12. Dit betekent dat het beroep gegrond is. Het bestreden besluit moet worden vernietigd en de rechtbank zal de grondslag voor de legesheffing vaststellen op € 2.7.00.000,-. Een heffingsmaatstaf van € 2.700.000,- leidt op basis van de Tarieventabel tot een aanslag van € 53.002,43.
13. Omdat het beroep reeds om het voorgaande gegrond is, behoeven de overige gronden van eiseres over de motivering van het bestreden besluit en het niet horen in bezwaar geen bespreking meer.
14. Verweerder moet het door eiseres betaalde griffierecht vergoeden.
15. De rechtbank veroordeelt verweerder voorts in de door eiseres gemaakte proceskosten in beroep. Deze kosten stelt de rechtbank op grond van het Besluit proceskosten bestuursrecht voor de door een derde beroepsmatig verleende rechtsbijstand vast op € 1.870,- (1 punt voor het indienen van het beroepschrift, 1 punt voor het verschijnen ter zitting en 0,5 punt voor de nadere reactie van 24 april 2021 met een waarde per punt van € 748,- en wegingsfactor 1).
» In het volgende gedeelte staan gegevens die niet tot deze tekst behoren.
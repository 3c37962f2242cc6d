//! Common utility functions shared across the codebase.

use std::fs;
use std::path::{Component, Path, PathBuf};

use anyhow::{Context, Result};

/// Checks if the text contains at least one Unicode alphabetic character.
///
/// Returns false for empty strings, pure numbers, or pure symbols.
///
/// # Examples
///
/// ```
/// use lingofit::utils::contains_alphabetic;
///
/// assert!(contains_alphabetic("Hello"));
/// assert!(contains_alphabetic("你好"));
/// assert!(contains_alphabetic("Hello123"));
/// assert!(!contains_alphabetic("123"));
/// assert!(!contains_alphabetic("---"));
/// assert!(!contains_alphabetic("$100"));
/// assert!(!contains_alphabetic(""));
/// ```
pub fn contains_alphabetic(text: &str) -> bool {
    text.chars().any(|c| c.is_alphabetic())
}

/// Collapses every run of whitespace into a single space and trims both ends.
///
/// ```
/// use lingofit::utils::collapse_whitespace;
///
/// assert_eq!(collapse_whitespace("  Sign \n   in  "), "Sign in");
/// ```
pub fn collapse_whitespace(text: &str) -> String {
    text.split_whitespace().collect::<Vec<_>>().join(" ")
}

/// Lexically normalize a path, folding `.` and `..` components without
/// touching the filesystem.
pub fn normalize_path(path: &Path) -> PathBuf {
    let mut out = PathBuf::new();
    for component in path.components() {
        match component {
            Component::CurDir => {}
            Component::ParentDir => {
                if !out.pop() {
                    out.push("..");
                }
            }
            other => out.push(other.as_os_str()),
        }
    }
    out
}

/// Write `content` to a sibling temp file, then rename it over `path`.
///
/// Readers see either the old or the new content, never a partial write.
pub fn write_atomic(path: &Path, content: &str) -> Result<()> {
    let file_name = path
        .file_name()
        .with_context(|| format!("Not a file path: {}", path.display()))?;
    let tmp = path.with_file_name(format!(".{}.lingofit-tmp", file_name.to_string_lossy()));

    fs::write(&tmp, content)
        .with_context(|| format!("Failed to write temp file: {}", tmp.display()))?;
    // The replacement keeps the mode of the file it replaces.
    if let Ok(metadata) = fs::metadata(path)
        && let Err(e) = fs::set_permissions(&tmp, metadata.permissions())
    {
        let _ = fs::remove_file(&tmp);
        return Err(e).with_context(|| format!("Failed to copy permissions to: {}", tmp.display()));
    }
    if let Err(e) = fs::rename(&tmp, path) {
        let _ = fs::remove_file(&tmp);
        return Err(e).with_context(|| format!("Failed to replace file: {}", path.display()));
    }
    Ok(())
}

#[cfg(test)]
mod tests {
    use crate::utils::*;

    #[test]
    fn test_contains_alphabetic() {
        assert!(contains_alphabetic("Hello"));
        assert!(contains_alphabetic("你好"));
        assert!(contains_alphabetic("123 abc"));
        assert!(contains_alphabetic("Test!@#"));

        assert!(!contains_alphabetic("123"));
        assert!(!contains_alphabetic("!@#$%"));
        assert!(!contains_alphabetic("   "));
        assert!(!contains_alphabetic(""));
        assert!(!contains_alphabetic("123-456"));
    }

    #[test]
    fn test_collapse_whitespace() {
        assert_eq!(collapse_whitespace("Hello"), "Hello");
        assert_eq!(collapse_whitespace("\tHello\n\n  world "), "Hello world");
        assert_eq!(collapse_whitespace("   "), "");
    }

    #[cfg(unix)]
    #[test]
    fn test_write_atomic_keeps_permissions() {
        use std::os::unix::fs::PermissionsExt;

        let dir = tempfile::TempDir::new().unwrap();
        let path = dir.path().join("build.tsx");
        fs::write(&path, "old").unwrap();
        fs::set_permissions(&path, fs::Permissions::from_mode(0o750)).unwrap();

        write_atomic(&path, "new").unwrap();

        let mode = fs::metadata(&path).unwrap().permissions().mode();
        assert_eq!(mode & 0o777, 0o750);
        assert_eq!(fs::read_to_string(&path).unwrap(), "new");
    }

    #[test]
    fn test_write_atomic_replaces_content() {
        let dir = tempfile::TempDir::new().unwrap();
        let path = dir.path().join("page.tsx");
        fs::write(&path, "old").unwrap();

        write_atomic(&path, "new").unwrap();

        assert_eq!(fs::read_to_string(&path).unwrap(), "new");
        let leftovers: Vec<_> = fs::read_dir(dir.path()).unwrap().collect();
        assert_eq!(leftovers.len(), 1);
    }

    #[test]
    fn test_write_atomic_into_missing_directory_fails_cleanly() {
        let dir = tempfile::TempDir::new().unwrap();
        let path = dir.path().join("missing").join("page.tsx");
        assert!(write_atomic(&path, "new").is_err());
        assert!(!path.exists());
    }

    #[test]
    fn test_normalize_path() {
        assert_eq!(
            normalize_path(Path::new("src/components/../utils/./format.ts")),
            PathBuf::from("src/utils/format.ts")
        );
        assert_eq!(
            normalize_path(Path::new("/root/app/./page.tsx")),
            PathBuf::from("/root/app/page.tsx")
        );
    }
}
Voor vergoeding van het bezwaar bestaat geen aanleiding, omdat eiseres daarin niet werd bijgestaan door een professioneel gemachtigde.
Van andere kosten die voor vergoeding in aanmerking komen is niet gebleken.

Beslissing

De rechtbank:
- verklaart het beroep gegrond;
- vernietigt het bestreden besluit;
- stelt de legesaanslag vast op een bedrag van € 53.002,43, gebaseerd op een
heffingsgrondslag van € 2.700.000,-;
- bepaalt dat verweerder aan eiseres het betaalde griffierecht van € 354,- vergoedt;
- veroordeelt verweerder in de proceskosten van eiseres tot een bedrag van € 1.870,-.
Deze uitspraak is gedaan door mr. M.I. Blagrove, voorzitter, en mrs. G.C.W. van der Feltz en A.P. Bliek-Monsma, leden, in aanwezigheid van mr. M. Noordegraaf, griffier. De uitspraak is in het openbaar gedaan op 15 september 2021.
De voorzitter en de leden zijn verhinderd deze
uitspraak te ondertekenen
griffier voorzitter
Een afschrift van deze uitspraak is verzonden aan partijen op:

Rechtsmiddel

Tegen deze uitspraak kan binnen zes weken na de dag van verzending daarvan hoger beroep worden ingesteld bij het gerechtshof Den Haag (team belastingrecht).